これは、ibc-goやibc-solidityのLight Client moduleとして実装されることを想定しており、ICS-02に準拠する。検証対象のUpstream chainごとにDownstream chain上にそのインスタンスを作成する必要がある。
Desired Properties
LCP Clientは、LCPのセキュリティモデルに基づき以下の性質を満たさなければならない:
- LCP Clientは、ELCにより生成された
UpdateStateProxyMessageを検証することで正しくUpstream chainの状態を追跡する。例えば、悪意あるLCP operatorにより異なる構成のELCに基づくメッセージおよびコミットメントが提供された場合、LCP Clientはそれを拒否する。 - SGX危殆化のリスクを軽減するため、RAに得られたEKは、RAのtimestampを基準とした有効期限を持つべきであり、その有効期限を過ぎたEKによるコミットメントは拒否される。
State definition
ClientState
ClientState定義は次のようになる:
message ClientState {
bytes mrenclave = 1;
uint64 key_expiration = 2;
bool frozen = 3;
Height latest_height = 4;
// e.g. SW_HARDENING_NEEDED, CONFIGURATION_AND_SW_HARDENING_NEEDED (except "OK")
repeated string allowed_quote_statuses = 5;
// e.g. INTEL-SA-XXXXX
repeated string allowed_advisory_ids = 6;
repeated bytes operators = 7;
uint64 operators_nonce = 8;
uint64 operators_threshold_numerator = 9;
uint64 operators_threshold_denominator = 10;
}
mrenclaveはこのLCP Clientに対応するLCP EnclaveのMRENCLAVEを示す。例えば、LCP ClientがEthereum上にデプロイされ、Tendermint chainを参照する場合、このMRENCLAVEはTendermint ELCを含むLCP EnclaveのMRENCLAVEと一致する必要がある。key_expirationはAVRに含まれるEKの有効期限を示す(RAのtimestampを基準とした秒数)frozenはこのclientが凍結されているかどうかを示すlatest_heightはこのclientが検証済みのELCの最新の高さを示す。0の場合、ClientStateは初期化が完了していないことを示す。allowed_quote_statusesは許容されるAVRのquote statusのリストを示すallowed_advisory_idsは許容されるAVRのadvisory idのリストを示す- (optional)
operatorsはこのclientに対応するLCP Operatorのアドレスのリストを示す。 - (optional)
operators_nonceはこのClientに対応するLCPのoperatorのnonceを示す - (optional)
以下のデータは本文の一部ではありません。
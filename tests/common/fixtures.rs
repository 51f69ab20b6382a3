//! Shared fixtures for integration tests.

use std::sync::Arc;

use claimlens::corpus::CorpusStore;
use claimlens::credibility::StaticTrustTable;
use claimlens::embedding::HashingEmbedder;
use claimlens::entailment::{LexicalClassifier, Relation};
use claimlens::evidence::{EvidenceItem, EvidenceProvider};
use claimlens::pipeline::{Pipeline, PipelineConfig};

/// Pipeline over the starter corpus and offline collaborators.
pub async fn offline_pipeline(providers: Vec<Arc<dyn EvidenceProvider>>) -> Pipeline {
    pipeline_over(CorpusStore::starter(), providers).await
}

/// Pipeline over an empty corpus, so only providers contribute evidence.
pub async fn corpusless_pipeline(providers: Vec<Arc<dyn EvidenceProvider>>) -> Pipeline {
    let empty = CorpusStore::from_records(vec![]).expect("empty corpus is valid");
    pipeline_over(empty, providers).await
}

async fn pipeline_over(corpus: CorpusStore, providers: Vec<Arc<dyn EvidenceProvider>>) -> Pipeline {
    Pipeline::build(
        corpus,
        Arc::new(HashingEmbedder::default()),
        Arc::new(LexicalClassifier::new()),
        Arc::new(StaticTrustTable::new()),
        providers,
        PipelineConfig::default(),
    )
    .await
    .expect("fixture pipeline builds")
}

/// Evidence item shorthand.
pub fn evidence(
    source: &str,
    url: Option<&str>,
    relation: Relation,
    confidence: f32,
) -> EvidenceItem {
    EvidenceItem {
        text: format!("statement from {source}"),
        source: source.to_string(),
        url: url.map(str::to_string),
        relation,
        relation_confidence: confidence,
        similarity_score: 0.5,
    }
}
operators_threshold_numerator,operators_threshold_denominatorはこのClientStateに対応するELCのoperatorのthresholdを示す
また、ClientStateに基づいて検証されたEKのリストは以下のように定義されるAuxStorageに保存される:
message AuxStorage {
// key: EKAddr
map<bytes, EKInfo> ekInfos = 1;
}
message EKInfo {
uint64 expired_at = 1;
bytes operator;
}
ekInfosはEKAddrをkeyとし、そのEKの有効期限とEKの所有者であるoperatorを示すEKInfoをvalueとするmapである。operatorは20バイトの値であり、0の場合はoperatorが未設定であることを示す。
ConsensusState
ConsensusStateは高さ(i.e., consensus height)ごとのELCの状態を示す。その定義は次のようになる:
message ConsensusState {
bytes state_id = 1;
// unix timestamp in seconds
uint64 timestamp = 2;
}
state_idはconsensus heightに対応するELCのState IDを示すtimestampはconsensus heightに対応するUpstream chainのブロックのtimestampを示す
LCP Operator
LCP Operator(単にOperator)はLCP Nodeを運用するオペレータを指す。Operatorは自身のEOAの秘密鍵を保有し、それらの公開鍵をLCP ClientのClientStateのoperatorsにセットすることで、そのClientを用いたコミットメントの検証時に追加でこれらのOperatorの署名を要求することができる。この閾値はoperators_threshold_numerator, operators_threshold_denominatorより定められる。ただし、これはオプションであり、ClientStateのoperatorsが空の場合は追加の署名を要求しない。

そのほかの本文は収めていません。